━━━ AVAILABLE RECORDS
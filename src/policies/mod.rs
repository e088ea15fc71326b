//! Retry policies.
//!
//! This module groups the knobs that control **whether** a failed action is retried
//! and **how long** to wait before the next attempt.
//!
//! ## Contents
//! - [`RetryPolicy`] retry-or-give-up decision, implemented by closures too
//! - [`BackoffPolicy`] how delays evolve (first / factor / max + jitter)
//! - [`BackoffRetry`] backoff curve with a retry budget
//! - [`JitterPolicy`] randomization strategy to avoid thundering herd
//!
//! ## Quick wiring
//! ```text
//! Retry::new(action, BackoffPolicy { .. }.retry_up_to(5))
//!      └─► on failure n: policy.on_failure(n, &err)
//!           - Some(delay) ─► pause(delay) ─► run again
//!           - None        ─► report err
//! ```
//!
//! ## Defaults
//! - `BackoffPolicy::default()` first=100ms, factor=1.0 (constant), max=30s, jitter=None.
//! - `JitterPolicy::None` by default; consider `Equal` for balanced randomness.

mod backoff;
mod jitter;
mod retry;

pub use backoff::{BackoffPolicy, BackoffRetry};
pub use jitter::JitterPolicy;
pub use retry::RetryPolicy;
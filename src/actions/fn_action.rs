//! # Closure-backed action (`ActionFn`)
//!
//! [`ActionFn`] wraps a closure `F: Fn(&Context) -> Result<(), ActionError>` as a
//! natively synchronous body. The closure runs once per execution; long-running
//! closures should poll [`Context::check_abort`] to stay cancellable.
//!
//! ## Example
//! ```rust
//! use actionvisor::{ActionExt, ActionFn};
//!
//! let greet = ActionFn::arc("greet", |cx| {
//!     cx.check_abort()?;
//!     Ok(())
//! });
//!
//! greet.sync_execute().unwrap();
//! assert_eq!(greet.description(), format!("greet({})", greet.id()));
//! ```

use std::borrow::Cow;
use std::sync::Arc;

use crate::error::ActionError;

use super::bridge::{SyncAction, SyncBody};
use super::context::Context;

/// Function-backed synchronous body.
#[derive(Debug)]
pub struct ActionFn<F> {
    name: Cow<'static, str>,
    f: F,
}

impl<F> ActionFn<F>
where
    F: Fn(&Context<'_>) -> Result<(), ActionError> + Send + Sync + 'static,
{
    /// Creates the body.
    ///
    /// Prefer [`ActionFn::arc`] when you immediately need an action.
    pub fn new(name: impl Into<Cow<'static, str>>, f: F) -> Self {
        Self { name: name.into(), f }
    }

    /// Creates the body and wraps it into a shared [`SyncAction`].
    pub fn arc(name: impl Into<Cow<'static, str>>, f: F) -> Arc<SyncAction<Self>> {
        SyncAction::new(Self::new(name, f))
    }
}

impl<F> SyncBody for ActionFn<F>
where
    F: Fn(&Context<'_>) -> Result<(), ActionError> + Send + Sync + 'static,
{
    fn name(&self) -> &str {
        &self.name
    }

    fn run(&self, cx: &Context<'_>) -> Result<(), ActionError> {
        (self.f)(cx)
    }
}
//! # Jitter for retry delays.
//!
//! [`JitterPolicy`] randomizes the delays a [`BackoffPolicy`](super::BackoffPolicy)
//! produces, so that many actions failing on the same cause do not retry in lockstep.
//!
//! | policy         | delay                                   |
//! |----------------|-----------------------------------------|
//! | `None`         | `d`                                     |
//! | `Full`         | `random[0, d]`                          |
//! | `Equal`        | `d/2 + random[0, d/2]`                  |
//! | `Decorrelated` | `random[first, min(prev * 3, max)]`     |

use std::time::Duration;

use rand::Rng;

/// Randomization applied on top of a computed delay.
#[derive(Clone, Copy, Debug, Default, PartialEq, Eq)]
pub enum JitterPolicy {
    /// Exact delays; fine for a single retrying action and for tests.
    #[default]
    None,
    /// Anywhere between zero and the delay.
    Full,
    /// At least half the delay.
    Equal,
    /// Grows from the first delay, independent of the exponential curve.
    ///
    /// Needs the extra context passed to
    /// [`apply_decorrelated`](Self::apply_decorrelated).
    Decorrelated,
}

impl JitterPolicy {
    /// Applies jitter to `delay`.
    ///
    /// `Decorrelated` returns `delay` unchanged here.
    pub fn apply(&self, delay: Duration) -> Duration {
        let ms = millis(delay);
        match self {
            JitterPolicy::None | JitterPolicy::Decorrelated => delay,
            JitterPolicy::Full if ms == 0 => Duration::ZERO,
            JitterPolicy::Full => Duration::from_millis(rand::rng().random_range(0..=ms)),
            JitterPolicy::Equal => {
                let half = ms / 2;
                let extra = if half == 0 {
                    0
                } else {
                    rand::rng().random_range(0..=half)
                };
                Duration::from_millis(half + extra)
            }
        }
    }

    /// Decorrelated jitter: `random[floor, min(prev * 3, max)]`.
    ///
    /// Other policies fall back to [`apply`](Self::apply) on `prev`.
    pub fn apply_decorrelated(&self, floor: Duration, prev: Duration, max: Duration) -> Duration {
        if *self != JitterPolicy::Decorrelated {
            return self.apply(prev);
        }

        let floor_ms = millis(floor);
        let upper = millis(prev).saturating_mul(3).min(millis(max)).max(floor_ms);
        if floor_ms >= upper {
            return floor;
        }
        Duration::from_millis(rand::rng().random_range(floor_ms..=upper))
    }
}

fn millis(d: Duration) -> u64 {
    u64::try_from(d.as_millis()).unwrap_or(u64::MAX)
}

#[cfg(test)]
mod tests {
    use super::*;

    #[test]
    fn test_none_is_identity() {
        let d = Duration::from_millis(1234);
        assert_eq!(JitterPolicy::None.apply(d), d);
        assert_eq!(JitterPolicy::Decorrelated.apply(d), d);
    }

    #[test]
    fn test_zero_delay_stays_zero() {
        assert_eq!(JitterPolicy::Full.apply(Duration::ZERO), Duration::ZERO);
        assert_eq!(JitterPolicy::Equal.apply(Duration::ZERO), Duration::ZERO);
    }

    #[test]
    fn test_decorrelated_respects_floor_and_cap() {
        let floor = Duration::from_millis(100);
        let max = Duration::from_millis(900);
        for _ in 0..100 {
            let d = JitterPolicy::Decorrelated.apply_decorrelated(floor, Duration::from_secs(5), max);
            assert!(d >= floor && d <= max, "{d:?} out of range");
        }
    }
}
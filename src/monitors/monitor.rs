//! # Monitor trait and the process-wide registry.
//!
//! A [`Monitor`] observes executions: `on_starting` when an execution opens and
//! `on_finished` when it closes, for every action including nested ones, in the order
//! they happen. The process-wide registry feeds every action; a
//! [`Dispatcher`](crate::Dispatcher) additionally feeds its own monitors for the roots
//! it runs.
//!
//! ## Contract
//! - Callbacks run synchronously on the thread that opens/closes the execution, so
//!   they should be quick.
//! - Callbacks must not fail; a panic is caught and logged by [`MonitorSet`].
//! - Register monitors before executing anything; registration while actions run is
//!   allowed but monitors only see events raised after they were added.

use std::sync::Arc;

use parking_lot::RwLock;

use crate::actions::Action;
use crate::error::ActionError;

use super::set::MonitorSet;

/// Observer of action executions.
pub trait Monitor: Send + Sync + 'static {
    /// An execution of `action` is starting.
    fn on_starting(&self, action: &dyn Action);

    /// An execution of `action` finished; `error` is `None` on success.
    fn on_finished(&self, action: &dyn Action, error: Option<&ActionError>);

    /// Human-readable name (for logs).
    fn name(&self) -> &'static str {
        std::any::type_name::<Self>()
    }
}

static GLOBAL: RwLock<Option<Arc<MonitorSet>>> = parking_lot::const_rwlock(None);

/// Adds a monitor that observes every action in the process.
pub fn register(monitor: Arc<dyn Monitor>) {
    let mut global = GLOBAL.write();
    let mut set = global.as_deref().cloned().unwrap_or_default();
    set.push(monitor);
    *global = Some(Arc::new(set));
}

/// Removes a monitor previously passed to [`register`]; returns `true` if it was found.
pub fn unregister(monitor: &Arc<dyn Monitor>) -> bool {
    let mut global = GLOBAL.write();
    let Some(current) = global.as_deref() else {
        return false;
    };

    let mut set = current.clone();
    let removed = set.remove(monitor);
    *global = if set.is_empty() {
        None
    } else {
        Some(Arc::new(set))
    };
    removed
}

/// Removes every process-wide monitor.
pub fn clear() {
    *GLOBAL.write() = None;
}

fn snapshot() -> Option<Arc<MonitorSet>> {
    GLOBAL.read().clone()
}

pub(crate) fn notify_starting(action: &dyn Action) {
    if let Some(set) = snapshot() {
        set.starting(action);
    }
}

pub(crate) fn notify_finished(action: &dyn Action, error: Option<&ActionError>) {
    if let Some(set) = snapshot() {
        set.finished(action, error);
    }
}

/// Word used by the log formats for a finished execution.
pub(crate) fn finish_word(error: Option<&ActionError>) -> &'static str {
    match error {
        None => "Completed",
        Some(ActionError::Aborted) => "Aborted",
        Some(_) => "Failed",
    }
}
━━━━━━
━━━ AVAILABLE RECORDS
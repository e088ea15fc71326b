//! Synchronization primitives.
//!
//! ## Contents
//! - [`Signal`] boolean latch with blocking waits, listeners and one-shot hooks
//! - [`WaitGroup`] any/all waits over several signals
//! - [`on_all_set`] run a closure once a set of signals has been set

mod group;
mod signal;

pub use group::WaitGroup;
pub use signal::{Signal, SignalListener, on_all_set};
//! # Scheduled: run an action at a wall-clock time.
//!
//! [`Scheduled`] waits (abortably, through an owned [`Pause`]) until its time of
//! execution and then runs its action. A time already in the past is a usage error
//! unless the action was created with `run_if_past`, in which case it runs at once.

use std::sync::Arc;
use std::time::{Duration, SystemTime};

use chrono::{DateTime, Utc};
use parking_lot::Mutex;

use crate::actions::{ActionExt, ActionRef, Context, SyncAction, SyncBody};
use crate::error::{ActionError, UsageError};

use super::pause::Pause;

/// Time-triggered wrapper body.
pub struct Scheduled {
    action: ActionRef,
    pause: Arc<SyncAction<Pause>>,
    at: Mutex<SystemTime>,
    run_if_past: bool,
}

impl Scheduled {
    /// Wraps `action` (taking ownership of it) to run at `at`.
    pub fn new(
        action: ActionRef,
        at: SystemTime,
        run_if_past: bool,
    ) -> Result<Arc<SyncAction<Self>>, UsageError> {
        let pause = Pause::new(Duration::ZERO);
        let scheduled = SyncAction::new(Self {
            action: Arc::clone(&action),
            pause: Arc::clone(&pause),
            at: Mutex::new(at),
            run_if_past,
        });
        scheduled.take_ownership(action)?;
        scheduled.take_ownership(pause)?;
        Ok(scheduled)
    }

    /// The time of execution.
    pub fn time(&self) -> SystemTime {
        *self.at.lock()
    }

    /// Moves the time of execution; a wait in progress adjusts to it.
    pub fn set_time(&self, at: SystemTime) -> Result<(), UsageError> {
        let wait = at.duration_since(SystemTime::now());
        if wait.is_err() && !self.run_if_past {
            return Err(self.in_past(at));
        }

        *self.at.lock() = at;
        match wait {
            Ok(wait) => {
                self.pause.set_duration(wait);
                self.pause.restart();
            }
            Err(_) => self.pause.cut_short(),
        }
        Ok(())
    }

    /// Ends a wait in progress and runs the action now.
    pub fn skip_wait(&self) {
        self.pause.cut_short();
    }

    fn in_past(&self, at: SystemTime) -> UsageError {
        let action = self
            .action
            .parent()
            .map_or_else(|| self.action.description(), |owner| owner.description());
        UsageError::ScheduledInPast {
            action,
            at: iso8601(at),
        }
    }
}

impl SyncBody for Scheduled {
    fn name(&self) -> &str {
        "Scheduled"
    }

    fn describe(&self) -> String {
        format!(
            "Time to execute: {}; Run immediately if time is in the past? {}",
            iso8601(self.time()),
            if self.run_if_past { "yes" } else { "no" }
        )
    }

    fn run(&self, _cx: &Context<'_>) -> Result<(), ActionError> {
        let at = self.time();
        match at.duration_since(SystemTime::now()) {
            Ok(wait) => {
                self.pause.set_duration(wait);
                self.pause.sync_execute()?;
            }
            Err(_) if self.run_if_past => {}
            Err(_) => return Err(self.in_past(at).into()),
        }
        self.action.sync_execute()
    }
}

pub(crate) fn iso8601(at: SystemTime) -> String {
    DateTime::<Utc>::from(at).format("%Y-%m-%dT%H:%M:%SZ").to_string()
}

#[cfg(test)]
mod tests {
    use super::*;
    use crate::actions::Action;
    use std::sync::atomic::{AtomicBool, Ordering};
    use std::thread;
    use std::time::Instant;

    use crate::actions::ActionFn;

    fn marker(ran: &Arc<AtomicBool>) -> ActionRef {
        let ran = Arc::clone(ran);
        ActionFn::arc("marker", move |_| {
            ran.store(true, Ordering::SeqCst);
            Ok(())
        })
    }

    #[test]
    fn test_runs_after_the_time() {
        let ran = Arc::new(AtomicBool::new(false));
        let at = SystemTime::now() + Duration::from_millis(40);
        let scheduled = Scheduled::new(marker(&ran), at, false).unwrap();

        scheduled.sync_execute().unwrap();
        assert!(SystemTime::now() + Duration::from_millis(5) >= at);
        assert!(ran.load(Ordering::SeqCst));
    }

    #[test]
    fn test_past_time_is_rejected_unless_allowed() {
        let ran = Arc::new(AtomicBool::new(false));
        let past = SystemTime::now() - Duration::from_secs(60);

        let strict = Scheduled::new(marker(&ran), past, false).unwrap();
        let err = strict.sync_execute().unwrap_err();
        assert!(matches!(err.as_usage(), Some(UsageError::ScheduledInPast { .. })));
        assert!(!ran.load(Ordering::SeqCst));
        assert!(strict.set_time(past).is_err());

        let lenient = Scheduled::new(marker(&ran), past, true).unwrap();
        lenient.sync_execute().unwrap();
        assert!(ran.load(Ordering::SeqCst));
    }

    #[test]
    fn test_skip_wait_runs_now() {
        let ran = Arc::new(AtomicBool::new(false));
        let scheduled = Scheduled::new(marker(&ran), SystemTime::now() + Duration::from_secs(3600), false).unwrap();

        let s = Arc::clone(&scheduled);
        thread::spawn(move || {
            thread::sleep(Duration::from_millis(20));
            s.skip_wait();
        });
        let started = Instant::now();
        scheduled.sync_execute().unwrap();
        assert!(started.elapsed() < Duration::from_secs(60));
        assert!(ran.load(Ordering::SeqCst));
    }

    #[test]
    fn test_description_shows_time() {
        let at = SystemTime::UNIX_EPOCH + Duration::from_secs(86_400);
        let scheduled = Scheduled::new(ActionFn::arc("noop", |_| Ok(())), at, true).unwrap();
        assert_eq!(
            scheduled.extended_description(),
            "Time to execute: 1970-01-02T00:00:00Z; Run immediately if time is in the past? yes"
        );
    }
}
━━━━━━
• **ASSIGNED TASK**
From the records above, return each line where "Creates" occurs.

• **RESPONSE TO THE TASK**
    /// Creates the body.
    /// Creates the body and wraps it into a shared [`SyncAction`].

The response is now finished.